The required output is every entry, printed exactly as written.

-- Opening Marker --

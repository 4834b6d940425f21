use anyhow::Result;
use log::*;
use vulkanalia::vk::{self, DeviceV1_0, HasBuilder};

use super::{constants, context::VulkanContext, device::VulkanDevice};

/// Result of asking the swapchain for the next image.
#[derive(Copy, Clone, Debug, PartialEq, Eq)]
pub enum AcquireOutcome {
    Acquired(usize),
    OutOfDate,
}

/// Result of presenting an image.
#[derive(Copy, Clone, Debug, PartialEq, Eq)]
pub enum PresentOutcome {
    Presented,
    /// Out of date or suboptimal; the swapchain must be rebuilt.
    Stale,
}

/// GPU operations the frame scheduler drives, one call per step.
pub trait FrameBackend {
    /// Blocks until the fence of frame slot `slot` is signaled.
    fn wait_for_slot(&mut self, slot: usize) -> Result<()>;
    fn acquire_image(&mut self, slot: usize) -> Result<AcquireOutcome>;
    fn update_uniforms(&mut self, image_index: usize) -> Result<()>;
    /// Resets the slot's fence and submits the image's command buffer.
    fn submit(&mut self, slot: usize, image_index: usize) -> Result<()>;
    fn present(&mut self, slot: usize, image_index: usize) -> Result<PresentOutcome>;
    /// Rebuilds the swapchain and returns its new image count.
    fn recreate_swapchain(&mut self) -> Result<usize>;
}

/// Ring of frames in flight plus the frame slot that last rendered to each
/// swapchain image.
#[derive(Clone, Debug)]
pub struct FrameScheduler {
    frames_in_flight: usize,
    frame: usize,
    images_in_flight: Vec<Option<usize>>,
}

impl FrameScheduler {
    pub fn new(frames_in_flight: usize, image_count: usize) -> Self {
        Self {
            frames_in_flight,
            frame: 0,
            images_in_flight: vec![None; image_count],
        }
    }

    pub fn current_frame(&self) -> usize {
        self.frame
    }

    pub fn image_owners(&self) -> &[Option<usize>] {
        &self.images_in_flight
    }

    /// Runs one acquire, update, submit and present cycle. A pending resize
    /// in `resized` is handled after presenting and then cleared.
    pub fn draw_frame<B: FrameBackend>(
        &mut self,
        backend: &mut B,
        resized: &mut bool,
    ) -> Result<()> {
        backend.wait_for_slot(self.frame)?;

        let image_index = match backend.acquire_image(self.frame)? {
            AcquireOutcome::Acquired(index) => index,
            AcquireOutcome::OutOfDate => {
                debug!("Swapchain out of date on acquire.");
                return self.recreate(backend);
            }
        };

        if let Some(owner) = self.images_in_flight[image_index] {
            if owner != self.frame {
                backend.wait_for_slot(owner)?;
            }
        }
        self.images_in_flight[image_index] = Some(self.frame);

        backend.update_uniforms(image_index)?;
        backend.submit(self.frame, image_index)?;

        let outcome = backend.present(self.frame, image_index)?;
        if outcome == PresentOutcome::Stale || *resized {
            *resized = false;
            self.recreate(backend)?;
        }

        self.frame = (self.frame + 1) % self.frames_in_flight;

        Ok(())
    }

    fn recreate<B: FrameBackend>(&mut self, backend: &mut B) -> Result<()> {
        let image_count = backend.recreate_swapchain()?;
        // The device is idle after recreation, so no image has an owner.
        self.images_in_flight = vec![None; image_count];
        Ok(())
    }
}

/// Semaphores and signaled fences for every frame slot.
pub unsafe fn create_sync_objects(
    device: &VulkanDevice,
    context: &mut VulkanContext,
) -> Result<()> {
    let semaphore_info = vk::SemaphoreCreateInfo::builder();
    let fence_info = vk::FenceCreateInfo::builder().flags(vk::FenceCreateFlags::SIGNALED);

    for _ in 0..constants::MAX_FRAMES_IN_FLIGHT {
        context
            .image_available_semaphores
            .push(device.vk_device.create_semaphore(&semaphore_info, None)?);
        context
            .render_finished_semaphores
            .push(device.vk_device.create_semaphore(&semaphore_info, None)?);
        context
            .in_flight_fences
            .push(device.vk_device.create_fence(&fence_info, None)?);
    }

    Ok(())
}

pub unsafe fn destroy_sync_objects(device: &VulkanDevice, context: &mut VulkanContext) {
    context
        .in_flight_fences
        .drain(..)
        .for_each(|f| device.vk_device.destroy_fence(f, None));
    context
        .render_finished_semaphores
        .drain(..)
        .for_each(|s| device.vk_device.destroy_semaphore(s, None));
    context
        .image_available_semaphores
        .drain(..)
        .for_each(|s| device.vk_device.destroy_semaphore(s, None));
}

#[cfg(test)]
#[path = "frame_tests.rs"]
mod tests;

-- Closing Marker --

§ **EXPECTED ANSWER**:
repository 4834b6d940425f21
use anyhow::Result;
use log::*;
use vulkanalia::vk::{self, DeviceV1_0, HasBuilder};

use super::{constants, context::VulkanContext, device::VulkanDevice};

/// Result of asking the swapchain for the next image.
#[derive(Copy, Clone, Debug, PartialEq, Eq)]
pub enum AcquireOutcome {
    Acquired(usize),
    OutOfDate,
}

/// Result of presenting an image.
#[derive(Copy, Clone, Debug, PartialEq, Eq)]
pub enum PresentOutcome {
    Presented,
    /// Out of date or suboptimal; the swapchain must be rebuilt.
    Stale,
}

/// GPU operations the frame scheduler drives, one call per step.
pub trait FrameBackend {
    /// Blocks until the fence of frame slot `slot` is signaled.
    fn wait_for_slot(&mut self, slot: usize) -> Result<()>;
    fn acquire_image(&mut self, slot: usize) -> Result<AcquireOutcome>;
    fn update_uniforms(&mut self, image_index: usize) -> Result<()>;
    /// Resets the slot's fence and submits the image's command buffer.
    fn submit(&mut self, slot: usize, image_index: usize) -> Result<()>;
    fn present(&mut self, slot: usize, image_index: usize) -> Result<PresentOutcome>;
    /// Rebuilds the swapchain and returns its new image count.
    fn recreate_swapchain(&mut self) -> Result<usize>;
}

/// Ring of frames in flight plus the frame slot that last rendered to each
/// swapchain image.
#[derive(Clone, Debug)]
pub struct FrameScheduler {
    frames_in_flight: usize,
    frame: usize,
    images_in_flight: Vec<Option<usize>>,
}

impl FrameScheduler {
    pub fn new(frames_in_flight: usize, image_count: usize) -> Self {
        Self {
            frames_in_flight,
            frame: 0,
            images_in_flight: vec![None; image_count],
        }
    }

    pub fn current_frame(&self) -> usize {
        self.frame
    }

    pub fn image_owners(&self) -> &[Option<usize>] {
        &self.images_in_flight
    }

    /// Runs one acquire, update, submit and present cycle. A pending resize
    /// in `resized` is handled after presenting and then cleared.
    pub fn draw_frame<B: FrameBackend>(
        &mut self,
        backend: &mut B,
        resized: &mut bool,
    ) -> Result<()> {
        backend.wait_for_slot(self.frame)?;

        let image_index = match backend.acquire_image(self.frame)? {
            AcquireOutcome::Acquired(index) => index,
            AcquireOutcome::OutOfDate => {
                debug!("Swapchain out of date on acquire.");
                return self.recreate(backend);
            }
        };

        if let Some(owner) = self.images_in_flight[image_index] {
            if owner != self.frame {
                backend.wait_for_slot(owner)?;
            }
        }
        self.images_in_flight[image_index] = Some(self.frame);

        backend.update_uniforms(image_index)?;
        backend.submit(self.frame, image_index)?;

        let outcome = backend.present(self.frame, image_index)?;
        if outcome == PresentOutcome::Stale || *resized {
            *resized = false;
            self.recreate(backend)?;
        }

        self.frame = (self.frame + 1) % self.frames_in_flight;

        Ok(())
    }

    fn recreate<B: FrameBackend>(&mut self, backend: &mut B) -> Result<()> {
        let image_count = backend.recreate_swapchain()?;
        // The device is idle after recreation, so no image has an owner.
        self.images_in_flight = vec![None; image_count];
        Ok(())
    }
}

/// Semaphores and signaled fences for every frame slot.
pub unsafe fn create_sync_objects(
    device: &VulkanDevice,
    context: &mut VulkanContext,
) -> Result<()> {
    let semaphore_info = vk::SemaphoreCreateInfo::builder();
    let fence_info = vk::FenceCreateInfo::builder().flags(vk::FenceCreateFlags::SIGNALED);

    for _ in 0..constants::MAX_FRAMES_IN_FLIGHT {
        context
            .image_available_semaphores
            .push(device.vk_device.create_semaphore(&semaphore_info, None)?);
        context
            .render_finished_semaphores
            .push(device.vk_device.create_semaphore(&semaphore_info, None)?);
        context
            .in_flight_fences
            .push(device.vk_device.create_fence(&fence_info, None)?);
    }

    Ok(())
}

pub unsafe fn destroy_sync_objects(device: &VulkanDevice, context: &mut VulkanContext) {
    context
        .in_flight_fences
        .drain(..)
        .for_each(|f| device.vk_device.destroy_fence(f, None));
    context
        .render_finished_semaphores
        .drain(..)
        .for_each(|s| device.vk_device.destroy_semaphore(s, None));
    context
        .image_available_semaphores
        .drain(..)
        .for_each(|s| device.vk_device.destroy_semaphore(s, None));
}

#[cfg(test)]
#[path = "frame_tests.rs"]
mod tests;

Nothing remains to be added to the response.